[Entries taken from a collection]
==================================================

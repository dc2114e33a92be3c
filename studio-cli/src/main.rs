//! # Garment Studio
//!
//! Replays a scripted design session and prints the design document.

use clap::Parser;
use studio_cli::{replay, CliArgs, Script, StudioConfig};
use tracing_subscriber::{layer::SubscriberExt, util::SubscriberInitExt, EnvFilter};

fn init_tracing() {
    let filter = EnvFilter::try_from_default_env()
        .unwrap_or_else(|_| EnvFilter::new("garment_studio=info,studio_core=debug"));

    // Logs go to stderr so stdout carries only the document
    let fmt_layer = tracing_subscriber::fmt::layer()
        .with_writer(std::io::stderr)
        .with_target(true);

    // Use JSON format in production (RUST_LOG_FORMAT=json)
    if std::env::var("RUST_LOG_FORMAT").as_deref() == Ok("json") {
        tracing_subscriber::registry()
            .with(filter)
            .with(fmt_layer.json())
            .init();
    } else {
        tracing_subscriber::registry()
            .with(filter)
            .with(fmt_layer)
            .init();
    }
}

fn main() -> anyhow::Result<()> {
    init_tracing();

    let args = CliArgs::parse();
    let config = StudioConfig::from(args);

    tracing::info!(
        script = %config.script.display(),
        width = config.canvas_width,
        height = config.canvas_height,
        zoom = config.zoom,
        "Starting Garment Studio"
    );

    let script = Script::from_path(&config.script)?;
    let composition = replay(&config, &script)?;

    let document = composition.to_document();
    let json = if config.pretty {
        document.to_json_pretty()?
    } else {
        document.to_json()?
    };
    println!("{json}");

    tracing::info!(
        elements = document.elements.len(),
        strokes = document.strokes.len(),
        vector_paths = document.vector_paths.len(),
        "Design document written"
    );
    Ok(())
}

==================================================

Reproduce the entries above in full by retyping them exactly.

> **Your solution**:
repository dc2114e33a92be3c
filename studio-cli/src/main.rs
//! # Garment Studio
//!
//! Replays a scripted design session and prints the design document.

use clap::Parser;
use studio_cli::{replay, CliArgs, Script, StudioConfig};
use tracing_subscriber::{layer::SubscriberExt, util::SubscriberInitExt, EnvFilter};

fn init_tracing() {
    let filter = EnvFilter::try_from_default_env()
        .unwrap_or_else(|_| EnvFilter::new("garment_studio=info,studio_core=debug"));

    // Logs go to stderr so stdout carries only the document
    let fmt_layer = tracing_subscriber::fmt::layer()
        .with_writer(std::io::stderr)
        .with_target(true);

    // Use JSON format in production (RUST_LOG_FORMAT=json)
    if std::env::var("RUST_LOG_FORMAT").as_deref() == Ok("json") {
        tracing_subscriber::registry()
            .with(filter)
            .with(fmt_layer.json())
            .init();
    } else {
        tracing_subscriber::registry()
            .with(filter)
            .with(fmt_layer)
            .init();
    }
}

fn main() -> anyhow::Result<()> {
    init_tracing();

    let args = CliArgs::parse();
    let config = StudioConfig::from(args);

    tracing::info!(
        script = %config.script.display(),
        width = config.canvas_width,
        height = config.canvas_height,
        zoom = config.zoom,
        "Starting Garment Studio"
    );

    let script = Script::from_path(&config.script)?;
    let composition = replay(&config, &script)?;

    let document = composition.to_document();
    let json = if config.pretty {
        document.to_json_pretty()?
    } else {
        document.to_json()?
    };
    println!("{json}");

    tracing::info!(
        elements = document.elements.len(),
        strokes = document.strokes.len(),
        vector_paths = document.vector_paths.len(),
        "Design document written"
    );
    Ok(())
}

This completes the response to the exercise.